Start of Supplied material

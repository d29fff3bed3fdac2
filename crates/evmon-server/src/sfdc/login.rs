// SOAP username/password login

use quick_xml::events::Event;
use quick_xml::Reader;
use reqwest::Client;
use std::str::FromStr;
use url::Url;

use super::{Result, Session, SfdcError};
use crate::config::SfdcConfig;

const SOAP_ENVELOPE_NS: &str = "http://schemas.xmlsoap.org/soap/envelope/";
const PARTNER_NS: &str = "urn:partner.soap.sforce.com";

/// Supported ways of establishing a session
#[derive(Debug, Clone, Copy, PartialEq, Eq)]
pub enum AuthMechanism {
    /// Username plus password and security token
    UserPass,
}

impl FromStr for AuthMechanism {
    type Err = SfdcError;

    fn from_str(s: &str) -> Result<Self> {
        match s {
            "userpass" => Ok(AuthMechanism::UserPass),
            other => Err(SfdcError::UnknownAuthMechanism(other.to_string())),
        }
    }
}

pub(super) fn soap_endpoint(config: &SfdcConfig) -> String {
    format!(
        "{}/services/Soap/u/{}",
        config.login_url().trim_end_matches('/'),
        config.api_version
    )
}

pub(super) fn login_envelope(username: &str, password: &str) -> String {
    format!(
        r#"<?xml version="1.0" encoding="utf-8"?>
<se:Envelope xmlns:se="{SOAP_ENVELOPE_NS}">
  <se:Header/>
  <se:Body>
    <login xmlns="{PARTNER_NS}">
      <username>{}</username>
      <password>{}</password>
    </login>
  </se:Body>
</se:Envelope>"#,
        quick_xml::escape::escape(username),
        quick_xml::escape::escape(password),
    )
}

pub(super) async fn login(http: &Client, config: &SfdcConfig) -> Result<Session> {
    match AuthMechanism::from_str(&config.auth)? {
        AuthMechanism::UserPass => userpass_login(http, config).await,
    }
}

async fn userpass_login(http: &Client, config: &SfdcConfig) -> Result<Session> {
    let endpoint = soap_endpoint(config);
    let password = format!("{}{}", config.password, config.security_token);

    tracing::info!(
        username = %config.username,
        endpoint = %endpoint,
        "Logging in to remote system"
    );

    let response = http
        .post(&endpoint)
        .header(reqwest::header::CONTENT_TYPE, "text/xml; charset=utf-8")
        .header("SOAPAction", "login")
        .body(login_envelope(&config.username, &password))
        .send()
        .await?;

    let status = response.status();
    let body = response.text().await?;
    let fields = parse_login_response(&body)?;

    if let Some(fault) = fields.fault {
        return Err(SfdcError::Authentication(fault));
    }
    if !status.is_success() {
        return Err(SfdcError::Authentication(format!("login returned {}", status)));
    }

    let access_token = fields
        .session_id
        .ok_or_else(|| SfdcError::MalformedResponse("login response has no sessionId".into()))?;
    let server_url = fields
        .server_url
        .ok_or_else(|| SfdcError::MalformedResponse("login response has no serverUrl".into()))?;

    let instance_url = Url::parse(&server_url)?.origin().ascii_serialization();

    tracing::info!(instance_url = %instance_url, "Remote session established");

    Ok(Session {
        access_token,
        instance_url,
    })
}

#[derive(Debug, Default)]
pub(super) struct LoginFields {
    pub session_id: Option<String>,
    pub server_url: Option<String>,
    pub fault: Option<String>,
}

/// Pull `sessionId`, `serverUrl` and any `faultstring` out of a SOAP response
pub(super) fn parse_login_response(xml: &str) -> Result<LoginFields> {
    let mut reader = Reader::from_str(xml);
    reader.config_mut().trim_text(true);

    let mut fields = LoginFields::default();
    let mut current: Option<String> = None;

    loop {
        match reader.read_event() {
            Ok(Event::Start(e)) => {
                current = Some(String::from_utf8_lossy(e.local_name().as_ref()).into_owned());
            }
            Ok(Event::Text(text)) => {
                let value = text
                    .unescape()
                    .map_err(|e| SfdcError::MalformedResponse(e.to_string()))?
                    .into_owned();
                match current.as_deref() {
                    Some("sessionId") => fields.session_id = Some(value),
                    Some("serverUrl") => fields.server_url = Some(value),
                    Some("faultstring") => fields.fault = Some(value),
                    _ => {}
                }
            }
            Ok(Event::End(_)) => current = None,
            Ok(Event::Eof) => break,
            Ok(_) => {}
            Err(e) => return Err(SfdcError::MalformedResponse(e.to_string())),
        }
    }

    Ok(fields)
}
//! Transformation steps

use async_trait::async_trait;
use evmon_common::types::EventLogFile;

use super::coercion::coerce_records;
use super::steps::{PipelineStep, StepData, StepError};

/// Converts extracted rows to typed records using the descriptor's field types
pub struct TypeMapTransformer;

impl TypeMapTransformer {
    pub const NAME: &'static str = "typeMap";
}

#[async_trait]
impl PipelineStep for TypeMapTransformer {
    fn name(&self) -> &str {
        Self::NAME
    }

    async fn run(&self, file: &EventLogFile, input: StepData) -> Result<StepData, StepError> {
        let rows = match input {
            StepData::Rows(rows) => rows,
            other => return Err(StepError::unexpected_input(Self::NAME, "rows", &other)),
        };

        Ok(StepData::Records(coerce_records(file, rows)?))
    }
}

End of Supplied material

◆ Work instruction
Work out how many lines of the records contain the word "info", and give only that number.

◆ Answer for this exercise
2